Dataset entries
..........

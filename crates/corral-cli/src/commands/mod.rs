//! CLI command definitions and dispatch.

pub mod exec;
pub mod init;
pub mod logs;
pub mod ps;
pub mod rm;
pub mod run;
pub mod stop;

use std::path::PathBuf;

use clap::{Parser, Subcommand};
use corral_common::config::RuntimeConfig;
use corral_common::constants::{DEFAULT_ROOT, ROOT_ENV};
use corral_runtime::Engine;

/// corral: a minimal container runtime.
#[derive(Parser, Debug)]
#[command(name = "corral", version, about, long_about = None)]
pub struct Cli {
    /// Subcommand to execute.
    #[command(subcommand)]
    pub command: Command,

    /// Data root holding images, layers and container state.
    #[arg(long, global = true, env = ROOT_ENV, default_value = DEFAULT_ROOT)]
    pub root: PathBuf,

    /// Emit logs as JSON lines.
    #[arg(long, global = true)]
    pub log_json: bool,
}

/// Available CLI subcommands.
#[derive(Subcommand, Debug)]
pub enum Command {
    /// Create and run a container.
    Run(run::RunArgs),
    /// Container-side init; invoked by `run`, not by users.
    #[command(hide = true)]
    Init(init::InitArgs),
    /// List containers.
    Ps(ps::PsArgs),
    /// Print a detached container's output.
    Logs(logs::LogsArgs),
    /// Execute a command inside a running container.
    Exec(exec::ExecArgs),
    /// Stop a running container.
    Stop(stop::StopArgs),
    /// Remove a container and its resources.
    Rm(rm::RmArgs),
}

impl Cli {
    fn engine(&self) -> Engine {
        let engine = Engine::new(RuntimeConfig::with_root(&self.root));
        if self.log_json {
            engine.with_init_flags(vec!["--log-json".to_string()])
        } else {
            engine
        }
    }
}

/// Dispatches the parsed CLI command to its handler.
///
/// # Errors
///
/// Returns an error if the command execution fails.
pub fn execute(cli: Cli) -> anyhow::Result<()> {
    let engine = cli.engine();
    match cli.command {
        Command::Run(args) => run::execute(&engine, args),
        Command::Init(args) => init::execute(&args),
        Command::Ps(args) => ps::execute(&engine, &args),
        Command::Logs(args) => logs::execute(&engine, &args),
        Command::Exec(args) => exec::execute(&engine, &args),
        Command::Stop(args) => stop::execute(&engine, &args),
        Command::Rm(args) => rm::execute(&engine, &args),
    }
}

#[cfg(test)]
mod tests {
    use clap::CommandFactory;

    use super::*;

    #[test]
    fn cli_definition_is_consistent() {
        Cli::command().debug_assert();
    }

    #[test]
    fn init_defaults_to_fourth_descriptor() {
        let cli = Cli::try_parse_from(["corral", "init"]).expect("parse");
        let Command::Init(args) = cli.command else {
            panic!("expected init");
        };
        assert_eq!(args.pipe_fd, 3);
    }

    #[test]
    fn global_flags_precede_init() {
        let cli = Cli::try_parse_from(["corral", "--log-json", "init", "--pipe-fd", "5"])
            .expect("parse");
        assert!(cli.log_json);
        assert!(matches!(cli.command, Command::Init(ref a) if a.pipe_fd == 5));
    }
}
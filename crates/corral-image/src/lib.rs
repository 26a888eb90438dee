//! # corral-image
//!
//! Image layer management for the corral runtime.
//!
//! Handles:
//! - **Layers**: extracting plain or gzip-compressed tar archives.
//! - **Storage**: the shared, read-only lower layer per image, extracted
//!   exactly once and published atomically.
//! - **Hashing**: SHA-256 digests identifying the archive a layer came from.

#![cfg_attr(test, allow(clippy::expect_used, clippy::unwrap_used))]

pub mod hash;
pub mod layer;
pub mod storage;

pub use storage::{LayerStore, LowerLayer};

..........

Please output the exact lines of the records above, beginning with the first and stopping after the line that holds "long_about = None)]", and nothing else.

## [Your solution]
filename crates/corral-cli/src/commands/mod.rs
//! CLI command definitions and dispatch.

pub mod exec;
pub mod init;
pub mod logs;
pub mod ps;
pub mod rm;
pub mod run;
pub mod stop;

use std::path::PathBuf;

use clap::{Parser, Subcommand};
use corral_common::config::RuntimeConfig;
use corral_common::constants::{DEFAULT_ROOT, ROOT_ENV};
use corral_runtime::Engine;

/// corral: a minimal container runtime.
#[derive(Parser, Debug)]
#[command(name = "corral", version, about, long_about = None)]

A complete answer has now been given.